“Even if you sell out every seat in the house, you’re still gonna lose money with that much debt,” chairman of Wilk Auslander’s bankruptcy department Eric Snyder says
AMC Theatres is “likely” to face bankruptcy, analysts say, but the nation’s largest cinema chain was at risk long before the coronavirus pandemic shut down its theaters.
AMC tallied roughly $5 billion in debt at the end of 2019 and losses of $149 million — that was after recording a $110 million profit in 2018. And during the company’s most recent fourth quarter conference call, AMC CEO Adam Aron said that he and other top executives had agreed to cut their salaries and bonuses for three years. That was all before the pandemic shutdown choked its revenue stream altogether.
“Bankruptcy is likely, but it’s not necessarily related to the pandemic,” said Eric Snyder, partner at Wilk Auslander and chairman of the firm’s bankruptcy department. “With so much competition from streaming there’s no way they can pay that off… Even if you sell out every seat in the house, you’re still gonna lose money with that much debt.”
AMC did not respond to TheWrap’s request for comment.
The novel coronavirus pandemic has shown a light on AMC’s precarious situation. Last week, The Wall Street Journal reported that AMC’s lenders had hired lawyers from law firm Gibson, Dunn & Crutcher LLP to advice on a restructuring.
S&P Global also downgraded its credit rating for AMC from B to CCC-, which took the company from “highly speculative” to “default imminent, with little prospect for recovery.” Experts have been spelling doom for AMC for a while.

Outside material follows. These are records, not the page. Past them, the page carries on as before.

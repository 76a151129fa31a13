//! Key-value storage backends
//!
//! Backends:
//! - `MemoryStorage`: in-process map (tests, hosts without persistence)
//! - `FileStorage`: JSON file with tmp-then-rename writes (native)
//! - `LocalStorage`: browser LocalStorage (wasm32)
//!
//! Backends report failures; `prefs` decides to absorb them.

use std::collections::BTreeMap;

use thiserror::Error;

#[cfg(not(target_arch = "wasm32"))]
mod file;
#[cfg(target_arch = "wasm32")]
mod local;

#[cfg(not(target_arch = "wasm32"))]
pub use file::FileStorage;
#[cfg(target_arch = "wasm32")]
pub use local::LocalStorage;

/// Storage failure
#[derive(Debug, Error)]
pub enum StorageError {
    #[error("storage I/O failed: {0}")]
    Io(#[from] std::io::Error),
    #[error("storage contents are not valid JSON: {0}")]
    Json(#[from] serde_json::Error),
    #[error("storage unavailable: {0}")]
    Unavailable(String),
}

/// String key-value store
pub trait Storage {
    /// Read a value; `Ok(None)` when the key was never written
    fn get(&self, key: &str) -> Result<Option<String>, StorageError>;

    /// Write a value
    fn set(&mut self, key: &str, value: &str) -> Result<(), StorageError>;
}

/// In-memory storage
#[derive(Debug, Clone, Default)]
pub struct MemoryStorage {
    entries: BTreeMap<String, String>,
}

impl MemoryStorage {
    pub fn new() -> Self {
        Self::default()
    }

    pub fn with_entry(mut self, key: &str, value: &str) -> Self {
        self.entries.insert(key.to_string(), value.to_string());
        self
    }

    pub fn len(&self) -> usize {
        self.entries.len()
    }

    pub fn is_empty(&self) -> bool {
        self.entries.is_empty()
    }
}

impl Storage for MemoryStorage {
    fn get(&self, key: &str) -> Result<Option<String>, StorageError> {
        Ok(self.entries.get(key).cloned())
    }

    fn set(&mut self, key: &str, value: &str) -> Result<(), StorageError> {
        self.entries.insert(key.to_string(), value.to_string());
        Ok(())
    }
}

impl<S: Storage + ?Sized> Storage for Box<S> {
    fn get(&self, key: &str) -> Result<Option<String>, StorageError> {
        (**self).get(key)
    }

    fn set(&mut self, key: &str, value: &str) -> Result<(), StorageError> {
        (**self).set(key, value)
    }
}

“Clearly, there is always the possibility of AMC seeking bankruptcy given all of the unknowns remaining, including when theaters will be allowed to reopen, what the slate will look like and how consumers will respond initially,” said B. Riley FBR analyst Eric Wold, who is slightly more optimistic about AMC’s outlook. “Given the company’s outstanding debt and significant fixed rent expense, that was one of the main factors behind our downgrade to neutral — as we saw risk to the equity under a restructuring scenario.”
In recent weeks, after already being forced to shut down theaters indefinitely nation wide, AMC has had to furloughed more than 24,000 employees, including CEO Adam Aron. And Deadline reported that the cinema chain also sent letters to its landlords, telling them AMC would no longer be able to pay rent on its theaters until they reopen.
“Based on our calculations, we estimate that the elimination (deferral) of monthly rent payments alone would essentially double the number of months that AMC could survive without any revenue and without any liquidity event,” Wold wrote in a note to clients on Wednesday.
At this point, AMC doesn’t have many options left, according to Snyder. It could try to reorganize around the same equity, which isn’t likely to help; or sell its assets, but it could have a hard time finding a buyer. What Snyder said AMC will likely end up doing is deleverage and sell debt for equity.
“They’re not going to go through bankruptcy to sell, because there’s no buyers,” Snyder said. “They’re likely going to try to deleverage the company to buy them some time, but there are fundamental issues with the company that a bankruptcy will allow them to address.”
AMC has spent millions of dollars to build up its A-List frequent-moviegoer subscription service, an alternative to the now-defunct MoviePass that has lured 900,000 subscribers since its June 2018 launch but only turned a profit in the most recent fourth quarter.
In recent years, the company has also gone on an acquisition spree, buying Odeon and UCI Cinemas Holdings along with Carmike Cinemas in 2016, and Nordic Cinema Group in 2017.
For a while, AMC had a financial parachute from Chinese conglomerate Dalian Wanda, which acquired a majority stake in 2012. But in 2018 Wanda scaled down its position in the theater chain as Chinese regulators incentivized companies to cut back on foreign holdings. AMC then turned to private equity firm Silver Lake, closing a $600 million investment in September 2018.
AMC will almost certainly seek relief from the $2 trillion stimulus bill that was applauded by the National Association of Theater Owners. The lobby group said that the loan programs that will be established as part of the legislation will provide movie theater companies with much-needed support to remain solvent during the coronavirus pandemic. NATO also established a $2.4 million fund last week to provide financial support to movie theater employees who are now without any income because of theater closures.
“If [AMC] are able to get relief from their landlords and/or from the stimulus package, then I see an opportunity to get through this if we only have a limited shutdown period,” Wold said. “Frankly, given that landlords would likely be the most at risk under a bankruptcy and knowing that landlords funded $550 million of AMC’s theater remodels over the past five years, I would be surprised if they would not be flexible and help them get through this. With that in mind, I think AMC’s chances of avoiding bankruptcy have now improved.”